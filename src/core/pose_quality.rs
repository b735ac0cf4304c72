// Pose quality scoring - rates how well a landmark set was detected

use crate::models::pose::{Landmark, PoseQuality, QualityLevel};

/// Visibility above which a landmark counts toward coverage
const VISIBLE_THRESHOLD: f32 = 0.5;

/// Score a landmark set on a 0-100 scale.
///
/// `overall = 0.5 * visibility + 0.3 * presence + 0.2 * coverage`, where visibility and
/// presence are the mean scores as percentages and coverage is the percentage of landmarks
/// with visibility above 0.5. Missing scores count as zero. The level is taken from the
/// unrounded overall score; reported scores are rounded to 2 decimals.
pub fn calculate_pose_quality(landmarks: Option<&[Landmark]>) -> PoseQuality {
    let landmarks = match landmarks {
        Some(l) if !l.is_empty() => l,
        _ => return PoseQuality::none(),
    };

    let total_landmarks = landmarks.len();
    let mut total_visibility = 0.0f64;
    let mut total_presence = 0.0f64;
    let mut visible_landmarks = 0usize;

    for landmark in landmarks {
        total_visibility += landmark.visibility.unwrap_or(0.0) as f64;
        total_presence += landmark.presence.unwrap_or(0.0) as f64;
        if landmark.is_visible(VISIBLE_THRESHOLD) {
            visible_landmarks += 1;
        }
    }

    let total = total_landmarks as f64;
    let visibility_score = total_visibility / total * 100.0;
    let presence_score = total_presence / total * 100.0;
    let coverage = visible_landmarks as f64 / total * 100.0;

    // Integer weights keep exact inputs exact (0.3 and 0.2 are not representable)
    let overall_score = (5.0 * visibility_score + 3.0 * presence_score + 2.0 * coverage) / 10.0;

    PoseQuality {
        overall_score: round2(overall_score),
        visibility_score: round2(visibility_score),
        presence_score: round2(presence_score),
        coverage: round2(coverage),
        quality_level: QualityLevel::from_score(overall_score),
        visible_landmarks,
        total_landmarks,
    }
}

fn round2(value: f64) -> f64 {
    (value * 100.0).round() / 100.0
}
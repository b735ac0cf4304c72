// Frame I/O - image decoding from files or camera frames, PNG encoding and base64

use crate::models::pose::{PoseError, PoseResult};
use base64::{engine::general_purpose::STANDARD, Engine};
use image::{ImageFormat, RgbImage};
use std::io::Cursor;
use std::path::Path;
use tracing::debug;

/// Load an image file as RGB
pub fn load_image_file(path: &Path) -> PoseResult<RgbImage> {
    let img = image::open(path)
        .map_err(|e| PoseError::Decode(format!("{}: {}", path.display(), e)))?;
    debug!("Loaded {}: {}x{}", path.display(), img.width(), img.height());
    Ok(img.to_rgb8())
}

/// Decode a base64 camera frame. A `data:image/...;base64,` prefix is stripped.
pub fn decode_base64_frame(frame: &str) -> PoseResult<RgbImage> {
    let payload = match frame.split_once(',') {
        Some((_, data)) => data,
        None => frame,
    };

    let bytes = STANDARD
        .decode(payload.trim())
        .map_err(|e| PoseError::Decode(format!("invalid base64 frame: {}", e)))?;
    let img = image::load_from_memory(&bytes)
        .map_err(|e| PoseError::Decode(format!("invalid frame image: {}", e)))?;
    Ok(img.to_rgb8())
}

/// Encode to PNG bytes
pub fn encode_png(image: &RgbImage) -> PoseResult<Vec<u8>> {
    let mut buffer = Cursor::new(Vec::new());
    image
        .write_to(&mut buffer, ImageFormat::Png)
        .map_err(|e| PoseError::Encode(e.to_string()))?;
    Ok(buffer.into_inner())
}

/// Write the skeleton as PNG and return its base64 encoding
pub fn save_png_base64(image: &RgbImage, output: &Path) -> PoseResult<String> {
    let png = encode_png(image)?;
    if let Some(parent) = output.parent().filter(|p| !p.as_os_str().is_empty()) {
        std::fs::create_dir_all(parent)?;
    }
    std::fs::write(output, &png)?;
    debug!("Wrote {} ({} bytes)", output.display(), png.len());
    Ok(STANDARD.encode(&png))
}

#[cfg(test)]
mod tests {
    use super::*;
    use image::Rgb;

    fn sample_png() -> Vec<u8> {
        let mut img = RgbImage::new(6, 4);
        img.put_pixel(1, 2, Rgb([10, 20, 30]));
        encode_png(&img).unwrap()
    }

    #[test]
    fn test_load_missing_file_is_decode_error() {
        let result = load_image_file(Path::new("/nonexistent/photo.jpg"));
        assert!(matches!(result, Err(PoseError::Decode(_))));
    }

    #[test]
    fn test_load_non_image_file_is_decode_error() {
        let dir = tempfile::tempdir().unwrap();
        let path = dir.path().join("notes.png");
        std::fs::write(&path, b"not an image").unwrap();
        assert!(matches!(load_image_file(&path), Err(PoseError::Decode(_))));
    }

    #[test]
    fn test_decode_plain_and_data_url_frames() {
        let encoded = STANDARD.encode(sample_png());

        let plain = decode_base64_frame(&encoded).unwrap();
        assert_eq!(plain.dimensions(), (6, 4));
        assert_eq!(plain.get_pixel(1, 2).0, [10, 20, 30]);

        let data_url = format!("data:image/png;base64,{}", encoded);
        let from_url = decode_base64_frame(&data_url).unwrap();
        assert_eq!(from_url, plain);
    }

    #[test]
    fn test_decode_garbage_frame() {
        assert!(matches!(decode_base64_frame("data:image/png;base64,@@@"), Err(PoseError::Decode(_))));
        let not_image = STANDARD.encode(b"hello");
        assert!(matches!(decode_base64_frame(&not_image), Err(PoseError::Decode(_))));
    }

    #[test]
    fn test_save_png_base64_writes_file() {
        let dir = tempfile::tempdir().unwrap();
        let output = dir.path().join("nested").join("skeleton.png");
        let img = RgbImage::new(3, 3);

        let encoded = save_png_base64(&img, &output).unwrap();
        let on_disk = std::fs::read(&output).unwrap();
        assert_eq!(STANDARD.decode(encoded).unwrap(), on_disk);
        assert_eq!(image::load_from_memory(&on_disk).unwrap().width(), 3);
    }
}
+===+
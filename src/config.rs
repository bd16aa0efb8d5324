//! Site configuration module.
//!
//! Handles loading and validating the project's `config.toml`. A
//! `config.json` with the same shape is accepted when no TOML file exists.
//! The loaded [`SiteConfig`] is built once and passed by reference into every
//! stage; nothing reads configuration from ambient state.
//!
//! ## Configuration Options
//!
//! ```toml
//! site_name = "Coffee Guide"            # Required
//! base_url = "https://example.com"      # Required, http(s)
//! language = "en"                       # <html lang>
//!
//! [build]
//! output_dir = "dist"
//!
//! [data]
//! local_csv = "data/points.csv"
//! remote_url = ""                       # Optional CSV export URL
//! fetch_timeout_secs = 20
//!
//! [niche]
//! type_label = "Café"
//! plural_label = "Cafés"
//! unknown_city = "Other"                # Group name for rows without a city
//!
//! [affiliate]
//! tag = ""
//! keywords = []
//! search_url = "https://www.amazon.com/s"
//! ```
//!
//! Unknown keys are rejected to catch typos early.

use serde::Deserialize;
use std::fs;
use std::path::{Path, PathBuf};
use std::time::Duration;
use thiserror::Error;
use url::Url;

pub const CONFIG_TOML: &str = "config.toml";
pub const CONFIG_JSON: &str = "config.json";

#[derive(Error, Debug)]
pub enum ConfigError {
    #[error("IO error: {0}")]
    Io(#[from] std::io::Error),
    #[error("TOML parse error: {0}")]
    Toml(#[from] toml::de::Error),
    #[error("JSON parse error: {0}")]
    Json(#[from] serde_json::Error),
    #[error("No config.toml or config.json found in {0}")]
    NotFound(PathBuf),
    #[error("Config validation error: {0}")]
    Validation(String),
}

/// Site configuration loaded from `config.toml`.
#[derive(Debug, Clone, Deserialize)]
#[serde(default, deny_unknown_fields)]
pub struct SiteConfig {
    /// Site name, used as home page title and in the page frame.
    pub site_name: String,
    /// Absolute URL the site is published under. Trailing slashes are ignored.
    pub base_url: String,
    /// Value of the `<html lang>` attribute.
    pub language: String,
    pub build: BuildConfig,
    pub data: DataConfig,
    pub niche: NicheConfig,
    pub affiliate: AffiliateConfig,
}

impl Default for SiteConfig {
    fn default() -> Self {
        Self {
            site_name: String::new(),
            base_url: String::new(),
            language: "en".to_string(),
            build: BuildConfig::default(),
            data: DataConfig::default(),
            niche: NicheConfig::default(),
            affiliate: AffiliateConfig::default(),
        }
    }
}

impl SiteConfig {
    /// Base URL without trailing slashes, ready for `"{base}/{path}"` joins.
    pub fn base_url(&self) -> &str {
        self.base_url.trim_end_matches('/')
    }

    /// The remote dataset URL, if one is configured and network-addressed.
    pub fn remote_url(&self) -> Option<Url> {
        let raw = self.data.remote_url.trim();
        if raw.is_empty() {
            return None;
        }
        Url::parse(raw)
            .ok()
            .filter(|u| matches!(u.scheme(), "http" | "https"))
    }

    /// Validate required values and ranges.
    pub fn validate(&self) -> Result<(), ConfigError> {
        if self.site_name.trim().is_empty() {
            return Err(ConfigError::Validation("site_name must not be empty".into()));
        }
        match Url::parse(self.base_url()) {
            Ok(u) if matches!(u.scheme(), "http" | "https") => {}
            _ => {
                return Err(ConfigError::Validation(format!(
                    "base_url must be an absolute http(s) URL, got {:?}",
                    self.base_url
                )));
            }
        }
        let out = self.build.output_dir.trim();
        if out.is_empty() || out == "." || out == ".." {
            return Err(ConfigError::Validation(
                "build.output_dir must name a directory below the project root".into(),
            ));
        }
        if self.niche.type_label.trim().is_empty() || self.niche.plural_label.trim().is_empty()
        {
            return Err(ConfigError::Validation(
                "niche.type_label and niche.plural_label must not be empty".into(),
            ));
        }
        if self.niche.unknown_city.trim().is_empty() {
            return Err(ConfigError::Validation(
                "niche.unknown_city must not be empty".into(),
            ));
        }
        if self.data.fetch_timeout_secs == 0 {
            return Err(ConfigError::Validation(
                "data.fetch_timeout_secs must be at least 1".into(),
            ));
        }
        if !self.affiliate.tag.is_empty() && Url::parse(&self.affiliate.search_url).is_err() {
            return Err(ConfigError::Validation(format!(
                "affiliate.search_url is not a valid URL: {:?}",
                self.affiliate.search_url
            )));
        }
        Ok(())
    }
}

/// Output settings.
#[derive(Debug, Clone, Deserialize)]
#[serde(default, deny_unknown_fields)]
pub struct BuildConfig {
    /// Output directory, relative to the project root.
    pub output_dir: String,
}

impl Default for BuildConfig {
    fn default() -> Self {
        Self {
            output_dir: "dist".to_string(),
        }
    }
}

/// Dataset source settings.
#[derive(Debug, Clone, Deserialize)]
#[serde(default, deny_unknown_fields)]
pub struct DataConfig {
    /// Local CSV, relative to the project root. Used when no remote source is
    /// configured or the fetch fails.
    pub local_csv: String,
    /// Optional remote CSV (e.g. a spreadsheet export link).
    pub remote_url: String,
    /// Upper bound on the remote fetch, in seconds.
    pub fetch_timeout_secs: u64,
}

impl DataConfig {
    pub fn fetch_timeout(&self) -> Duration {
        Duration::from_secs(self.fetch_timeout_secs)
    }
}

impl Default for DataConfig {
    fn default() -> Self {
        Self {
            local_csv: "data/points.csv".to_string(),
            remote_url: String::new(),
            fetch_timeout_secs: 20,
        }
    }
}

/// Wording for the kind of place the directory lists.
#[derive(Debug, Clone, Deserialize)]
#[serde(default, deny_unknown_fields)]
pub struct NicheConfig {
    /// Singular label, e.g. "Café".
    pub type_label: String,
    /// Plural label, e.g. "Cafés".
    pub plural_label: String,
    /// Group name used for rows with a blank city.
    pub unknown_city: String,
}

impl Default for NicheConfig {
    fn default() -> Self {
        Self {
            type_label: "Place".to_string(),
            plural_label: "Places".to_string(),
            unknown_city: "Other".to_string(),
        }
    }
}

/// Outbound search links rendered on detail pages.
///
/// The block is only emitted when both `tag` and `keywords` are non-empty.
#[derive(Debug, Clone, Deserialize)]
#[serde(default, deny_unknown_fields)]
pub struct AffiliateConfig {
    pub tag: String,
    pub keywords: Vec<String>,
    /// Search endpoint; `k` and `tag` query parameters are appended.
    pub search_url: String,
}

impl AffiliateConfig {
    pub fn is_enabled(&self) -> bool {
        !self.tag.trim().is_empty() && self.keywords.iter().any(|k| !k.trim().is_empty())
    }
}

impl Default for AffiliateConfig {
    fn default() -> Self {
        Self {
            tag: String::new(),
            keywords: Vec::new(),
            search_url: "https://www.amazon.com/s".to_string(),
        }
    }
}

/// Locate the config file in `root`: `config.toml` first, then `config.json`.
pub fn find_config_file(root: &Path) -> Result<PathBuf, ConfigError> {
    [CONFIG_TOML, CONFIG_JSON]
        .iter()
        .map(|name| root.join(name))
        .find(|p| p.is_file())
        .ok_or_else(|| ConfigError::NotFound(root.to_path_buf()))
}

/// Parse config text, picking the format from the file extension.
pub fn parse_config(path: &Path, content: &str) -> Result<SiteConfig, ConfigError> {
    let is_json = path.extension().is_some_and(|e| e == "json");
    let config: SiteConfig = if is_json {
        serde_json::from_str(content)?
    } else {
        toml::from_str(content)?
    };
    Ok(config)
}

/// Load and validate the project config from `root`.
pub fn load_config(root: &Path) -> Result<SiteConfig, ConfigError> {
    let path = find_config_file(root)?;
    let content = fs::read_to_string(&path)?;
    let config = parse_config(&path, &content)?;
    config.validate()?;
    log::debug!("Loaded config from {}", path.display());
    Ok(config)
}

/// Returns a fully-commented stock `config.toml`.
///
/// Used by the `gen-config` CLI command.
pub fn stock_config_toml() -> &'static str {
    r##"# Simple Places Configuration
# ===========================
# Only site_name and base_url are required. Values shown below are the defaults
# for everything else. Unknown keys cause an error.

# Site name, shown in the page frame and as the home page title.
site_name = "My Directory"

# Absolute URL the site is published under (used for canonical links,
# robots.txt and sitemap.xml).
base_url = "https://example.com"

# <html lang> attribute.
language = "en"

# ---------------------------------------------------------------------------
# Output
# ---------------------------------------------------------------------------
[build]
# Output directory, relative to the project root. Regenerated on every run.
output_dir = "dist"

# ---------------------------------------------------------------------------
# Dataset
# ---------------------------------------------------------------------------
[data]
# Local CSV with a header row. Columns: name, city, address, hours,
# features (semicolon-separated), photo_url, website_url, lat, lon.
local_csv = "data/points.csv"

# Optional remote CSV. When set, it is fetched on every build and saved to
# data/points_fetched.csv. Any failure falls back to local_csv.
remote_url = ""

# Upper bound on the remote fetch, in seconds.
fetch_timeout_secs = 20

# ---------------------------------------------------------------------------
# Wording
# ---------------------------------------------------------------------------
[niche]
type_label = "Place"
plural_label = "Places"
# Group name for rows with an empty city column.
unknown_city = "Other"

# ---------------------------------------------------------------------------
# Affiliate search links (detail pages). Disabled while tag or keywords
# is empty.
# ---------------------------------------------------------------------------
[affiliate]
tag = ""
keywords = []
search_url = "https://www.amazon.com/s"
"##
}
+===+
* **Your instructions**
Beginning at the line above with "filename src/core/pose_quality.rs" and finishing at the line with "counts toward coverage", return each line exactly and return nothing else.

* **Answer section**
filename src/core/pose_quality.rs
repository b735ac0cf4304c72
// Pose quality scoring - rates how well a landmark set was detected

use crate::models::pose::{Landmark, PoseQuality, QualityLevel};

/// Visibility above which a landmark counts toward coverage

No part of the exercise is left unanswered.